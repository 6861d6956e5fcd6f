use autorunner_common::{Lane, TurnDecision};
use glam::Vec3;

use crate::accumulator::WaypointSet;

/// Consumer of rebuilt paths: the running character's movement controller.
pub trait PathFollower {
    /// Replace the waypoint sequence of one lane.
    fn set_waypoints(&mut self, lane: Lane, points: Vec<Vec3>);

    /// Current choice for the next fork.
    fn turn_decision(&self) -> TurnDecision;

    /// Waypoints left ahead in the lane being followed.
    fn remaining_points(&self) -> usize;

    /// Called once the branch for `decision` has been spliced into the path.
    fn turn_consumed(&mut self, _decision: TurnDecision) {}
}

/// Point follower that walks the published lanes at a given pace.
///
/// All three lanes are consumed together, index by index, so switching lane
/// resumes at the same depth along the track.
#[derive(Debug, Clone)]
pub struct WaypointFollower {
    position: Vec3,
    lane: Lane,
    decision: TurnDecision,
    waypoints: WaypointSet,
    reached: u64,
}

impl WaypointFollower {
    pub fn new(position: Vec3) -> Self {
        Self {
            position,
            lane: Lane::Center,
            decision: TurnDecision::Undecided,
            waypoints: WaypointSet::default(),
            reached: 0,
        }
    }

    pub fn position(&self) -> Vec3 {
        self.position
    }

    pub fn set_position(&mut self, position: Vec3) {
        self.position = position;
    }

    pub fn lane(&self) -> Lane {
        self.lane
    }

    pub fn set_lane(&mut self, lane: Lane) {
        self.lane = lane;
    }

    pub fn request_turn(&mut self, decision: TurnDecision) {
        self.decision = decision;
    }

    pub fn waypoints(&self) -> &WaypointSet {
        &self.waypoints
    }

    /// Waypoints reached since creation.
    pub fn reached(&self) -> u64 {
        self.reached
    }

    /// Next waypoint in the current lane.
    pub fn target(&self) -> Option<Vec3> {
        self.waypoints.lane(self.lane).first().copied()
    }

    /// Move up to `distance` along the current lane and return how many
    /// waypoints were reached.
    pub fn advance(&mut self, distance: f32) -> usize {
        let mut budget = distance.max(0.0);
        let mut reached = 0;
        while let Some(target) = self.target() {
            let to_target = target - self.position;
            let gap = to_target.length();
            if gap > budget {
                self.position += to_target / gap * budget;
                break;
            }
            self.position = target;
            budget -= gap;
            self.pop_front();
            reached += 1;
        }
        self.reached += reached as u64;
        reached
    }

    fn pop_front(&mut self) {
        for lane in Lane::ALL {
            let points = self.waypoints.lane_mut(lane);
            if !points.is_empty() {
                points.remove(0);
            }
        }
    }
}

impl PathFollower for WaypointFollower {
    fn set_waypoints(&mut self, lane: Lane, points: Vec<Vec3>) {
        *self.waypoints.lane_mut(lane) = points;
    }

    fn turn_decision(&self) -> TurnDecision {
        self.decision
    }

    fn remaining_points(&self) -> usize {
        self.waypoints.lane(self.lane).len()
    }

    fn turn_consumed(&mut self, decision: TurnDecision) {
        if self.decision == decision {
            self.decision = TurnDecision::Undecided;
        }
    }
}

#[cfg(test)]
mod tests {
    use super::*;

    fn lanes(n: usize) -> WaypointSet {
        let line = |z: f32| (1..=n).map(|i| Vec3::new(-2.0 * i as f32, 0.0, z)).collect();
        WaypointSet {
            left: line(1.5),
            center: line(0.0),
            right: line(-1.5),
        }
    }

    #[test]
    fn advance_reaches_points_in_order() {
        let mut f = WaypointFollower::new(Vec3::ZERO);
        lanes(4).publish(&mut f);
        assert_eq!(f.remaining_points(), 4);

        assert_eq!(f.advance(3.0), 1);
        assert!(f.position().abs_diff_eq(Vec3::new(-3.0, 0.0, 0.0), 1e-5));
        assert_eq!(f.remaining_points(), 3);

        assert_eq!(f.advance(100.0), 3);
        assert!(f.position().abs_diff_eq(Vec3::new(-8.0, 0.0, 0.0), 1e-5));
        assert_eq!(f.remaining_points(), 0);
        assert_eq!(f.reached(), 4);
    }

    #[test]
    fn lanes_are_consumed_together() {
        let mut f = WaypointFollower::new(Vec3::ZERO);
        lanes(3).publish(&mut f);
        f.advance(2.0);
        f.set_lane(Lane::Left);
        assert_eq!(f.remaining_points(), 2);
        assert_eq!(f.target(), Some(Vec3::new(-4.0, 0.0, 1.5)));
    }

    #[test]
    fn advance_without_points_stays_put() {
        let mut f = WaypointFollower::new(Vec3::ONE);
        assert_eq!(f.advance(5.0), 0);
        assert_eq!(f.position(), Vec3::ONE);
    }

    #[test]
    fn consumed_turn_resets_only_matching_decision() {
        let mut f = WaypointFollower::new(Vec3::ZERO);
        f.request_turn(TurnDecision::LeftChosen);
        f.turn_consumed(TurnDecision::RightChosen);
        assert_eq!(f.turn_decision(), TurnDecision::LeftChosen);
        f.turn_consumed(TurnDecision::LeftChosen);
        assert_eq!(f.turn_decision(), TurnDecision::Undecided);
    }
}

◆ ◆ ◆ ◆ ◆ ◆ ◆

Exercise requirements: Copy out the entries. Change nothing.

Your response:
repository 6861d6956e5fcd6f
use autorunner_common::{Lane, TurnDecision};
use glam::Vec3;

use crate::accumulator::WaypointSet;

/// Consumer of rebuilt paths: the running character's movement controller.
pub trait PathFollower {
    /// Replace the waypoint sequence of one lane.
    fn set_waypoints(&mut self, lane: Lane, points: Vec<Vec3>);

    /// Current choice for the next fork.
    fn turn_decision(&self) -> TurnDecision;

    /// Waypoints left ahead in the lane being followed.
    fn remaining_points(&self) -> usize;

    /// Called once the branch for `decision` has been spliced into the path.
    fn turn_consumed(&mut self, _decision: TurnDecision) {}
}

/// Point follower that walks the published lanes at a given pace.
///
/// All three lanes are consumed together, index by index, so switching lane
/// resumes at the same depth along the track.
#[derive(Debug, Clone)]
pub struct WaypointFollower {
    position: Vec3,
    lane: Lane,
    decision: TurnDecision,
    waypoints: WaypointSet,
    reached: u64,
}

impl WaypointFollower {
    pub fn new(position: Vec3) -> Self {
        Self {
            position,
            lane: Lane::Center,
            decision: TurnDecision::Undecided,
            waypoints: WaypointSet::default(),
            reached: 0,
        }
    }

    pub fn position(&self) -> Vec3 {
        self.position
    }

    pub fn set_position(&mut self, position: Vec3) {
        self.position = position;
    }

    pub fn lane(&self) -> Lane {
        self.lane
    }

    pub fn set_lane(&mut self, lane: Lane) {
        self.lane = lane;
    }

    pub fn request_turn(&mut self, decision: TurnDecision) {
        self.decision = decision;
    }

    pub fn waypoints(&self) -> &WaypointSet {
        &self.waypoints
    }

    /// Waypoints reached since creation.
    pub fn reached(&self) -> u64 {
        self.reached
    }

    /// Next waypoint in the current lane.
    pub fn target(&self) -> Option<Vec3> {
        self.waypoints.lane(self.lane).first().copied()
    }

    /// Move up to `distance` along the current lane and return how many
    /// waypoints were reached.
    pub fn advance(&mut self, distance: f32) -> usize {
        let mut budget = distance.max(0.0);
        let mut reached = 0;
        while let Some(target) = self.target() {
            let to_target = target - self.position;
            let gap = to_target.length();
            if gap > budget {
                self.position += to_target / gap * budget;
                break;
            }
            self.position = target;
            budget -= gap;
            self.pop_front();
            reached += 1;
        }
        self.reached += reached as u64;
        reached
    }

    fn pop_front(&mut self) {
        for lane in Lane::ALL {
            let points = self.waypoints.lane_mut(lane);
            if !points.is_empty() {
                points.remove(0);
            }
        }
    }
}

impl PathFollower for WaypointFollower {
    fn set_waypoints(&mut self, lane: Lane, points: Vec<Vec3>) {
        *self.waypoints.lane_mut(lane) = points;
    }

    fn turn_decision(&self) -> TurnDecision {
        self.decision
    }

    fn remaining_points(&self) -> usize {
        self.waypoints.lane(self.lane).len()
    }

    fn turn_consumed(&mut self, decision: TurnDecision) {
        if self.decision == decision {
            self.decision = TurnDecision::Undecided;
        }
    }
}

#[cfg(test)]
mod tests {
    use super::*;

    fn lanes(n: usize) -> WaypointSet {
        let line = |z: f32| (1..=n).map(|i| Vec3::new(-2.0 * i as f32, 0.0, z)).collect();
        WaypointSet {
            left: line(1.5),
            center: line(0.0),
            right: line(-1.5),
        }
    }

    #[test]
    fn advance_reaches_points_in_order() {
        let mut f = WaypointFollower::new(Vec3::ZERO);
        lanes(4).publish(&mut f);
        assert_eq!(f.remaining_points(), 4);

        assert_eq!(f.advance(3.0), 1);
        assert!(f.position().abs_diff_eq(Vec3::new(-3.0, 0.0, 0.0), 1e-5));
        assert_eq!(f.remaining_points(), 3);

        assert_eq!(f.advance(100.0), 3);
        assert!(f.position().abs_diff_eq(Vec3::new(-8.0, 0.0, 0.0), 1e-5));
        assert_eq!(f.remaining_points(), 0);
        assert_eq!(f.reached(), 4);
    }

    #[test]
    fn lanes_are_consumed_together() {
        let mut f = WaypointFollower::new(Vec3::ZERO);
        lanes(3).publish(&mut f);
        f.advance(2.0);
        f.set_lane(Lane::Left);
        assert_eq!(f.remaining_points(), 2);
        assert_eq!(f.target(), Some(Vec3::new(-4.0, 0.0, 1.5)));
    }

    #[test]
    fn advance_without_points_stays_put() {
        let mut f = WaypointFollower::new(Vec3::ONE);
        assert_eq!(f.advance(5.0), 0);
        assert_eq!(f.position(), Vec3::ONE);
    }

    #[test]
    fn consumed_turn_resets_only_matching_decision() {
        let mut f = WaypointFollower::new(Vec3::ZERO);
        f.request_turn(TurnDecision::LeftChosen);
        f.turn_consumed(TurnDecision::RightChosen);
        assert_eq!(f.turn_decision(), TurnDecision::LeftChosen);
        f.turn_consumed(TurnDecision::LeftChosen);
        assert_eq!(f.turn_decision(), TurnDecision::Undecided);
    }
}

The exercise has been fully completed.